Elphinstone had by that time obtained the highest diplomatic appointment under the government of India. He was Resident at Poonah, where Badjee Rao, the Peishwah, held his court; and there he remained until he became Peishwah himself. The story of the downfall of the Mah- ratta Prince, and the acquisition of his territories by the British, has been often told by historians and biographers. A weak man, the tool of evil counsellors, he was persuaded to suspect the designs of Lord Hastings, and he was betrayed into hostility by his fears. An immense Mahratta army, in October, 1817, was assembled at Poonah, with the ostensible object of assisting our opera- tions against the Pindarrees. But, little by little, the truth began to manifest itself. Our allies were the most formidable of our enemies: the Mahratta troops were only waiting for a signal to attack the British Residency, to murder the Resident, and boldly to declare war against the English. If, in the face of this danger, Elphinstone had possessed any other than the highest qualities of mind; if he had not been cool, resolute, sagacious, the crisis would have overwhelmed him, and the vast designs of Lord Hastings would have been disarranged by the precipitated hostility. He knew the temper of Badjee Rao; he knew the feeling in the Mahratta camp; he heard from the verandah of the Residency the turmoil of preparation— but he betrayed no consciousness of coming danger, and by his very quietude averted the collision until it was comparatively harmless. The little Sepoy force at the Residency was strengthened by the arrival of a European regiment; and then, although the enemy were more than thirty thousand strong, and our own troops not a tenth of the number, Elphinstone felt that he was equal to the struggle. On the 5th of November it came. The battle of Khirkee was fought. Then again the civilian gave heroic proof of the fine soldierly character and high military qualities which had won the admiration of the Duke. Nominally, the force was commanded by another; but Elphinstone, ever in the thick of the fight, was the real general on that memorable day. The vast Mahratta army was beaten by the handful of British troops; and before it could recover from the shock of the unexpected disaster, reinforcements came to our aid, and the country of the Peishwah lay at our feet.

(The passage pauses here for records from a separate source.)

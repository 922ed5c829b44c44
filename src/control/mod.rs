//! Step/task execution engine
//!
//! A pass over one backup builds a [`Task`] from the backup's phase, runs its
//! [`Step`]s strictly in order with the [`Executor`], always runs the task's
//! finalizer, and hands a [`Verdict`] back to the controller.

mod context;
mod executor;
mod step;
mod task;
mod verdict;

pub use context::BackupContext;
pub use executor::Executor;
pub use step::{Outcome, Step};
pub use task::Task;
pub use verdict::Verdict;
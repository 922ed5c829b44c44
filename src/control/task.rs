//! Ordered step lists with a deferred finalizer

use crate::control::Step;

/// The steps to run in one pass, plus a finalizer that runs however the
/// pass ends
#[derive(Default)]
pub struct Task<'a> {
    steps: Vec<&'a dyn Step>,
    finalizer: Option<&'a dyn Step>,
}

impl<'a> Task<'a> {
    pub fn new() -> Self {
        Self::default()
    }

    pub fn add_step(&mut self, step: &'a dyn Step) -> &mut Self {
        self.steps.push(step);
        self
    }

    pub fn add_steps(&mut self, steps: &[&'a dyn Step]) -> &mut Self {
        self.steps.extend_from_slice(steps);
        self
    }

    /// Register the step run after the task stops. A later call replaces an
    /// earlier one.
    pub fn defer(&mut self, finalizer: &'a dyn Step) -> &mut Self {
        self.finalizer = Some(finalizer);
        self
    }

    pub fn steps(&self) -> &[&'a dyn Step] {
        &self.steps
    }

    pub fn finalizer(&self) -> Option<&'a dyn Step> {
        self.finalizer
    }

    pub fn is_empty(&self) -> bool {
        self.steps.is_empty()
    }

    pub fn step_names(&self) -> Vec<&'static str> {
        self.steps.iter().map(|s| s.name()).collect()
    }
}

Badjee Rao fled; his broad lands were confiscated; and Elphinstone was appointed to administer the territories which thus passed under our rule. In this responsible position he exhibited administrative ability of the highest order. He had many difficult questions to solve; but he solved them with equal wisdom and justice. India has seen some administrative triumphs since that time, but Elphinstone’s authority is still cited as the highest; still frequent reference is made to the principles he inculcated and the rules which he established; and still the administrator holds his place in the affections of a grateful people. In the Poonah territory he remained for two years, at the end df which he was summoned to assume the government of Bombay. Malcolm, who had expected this promotion for himself, rejoiced in the prosperity of his friend, and unstintingly acknowledged his peculiar fitness for the office. Canning, who then presided at the Board of Control, had submitted to the Court of Directors three names — Malcolm, Munro, and Elphinstone; and they had chosen the civilian.

During eight years Mountstuart Elphinstone continued to preside over the Bombay government. They were years of comparative tranquillity, and were spent by him in administrative and legislative rather than in political business; the chief work to which he addressed himself being that of codification. The prominent events of his career are not many; but there is one circumstance so illustrative of the disinterestedness and integrity of the man, that it must be recorded here to his honour. The Home Government having impressed upon him the necessity of retrenchment in the expenditure of his Presidency, he applied the pruning-knife to the charges of Government House before he would touch anything else. He greatly curtailed his own establishment, and then reflecting that if he could efficiently maintain his position with that diminished state he ought to have done so before, he paid into the government treasury the sum of 4500/. , which his sensitive conscience caused him to regard as public money improperly expended.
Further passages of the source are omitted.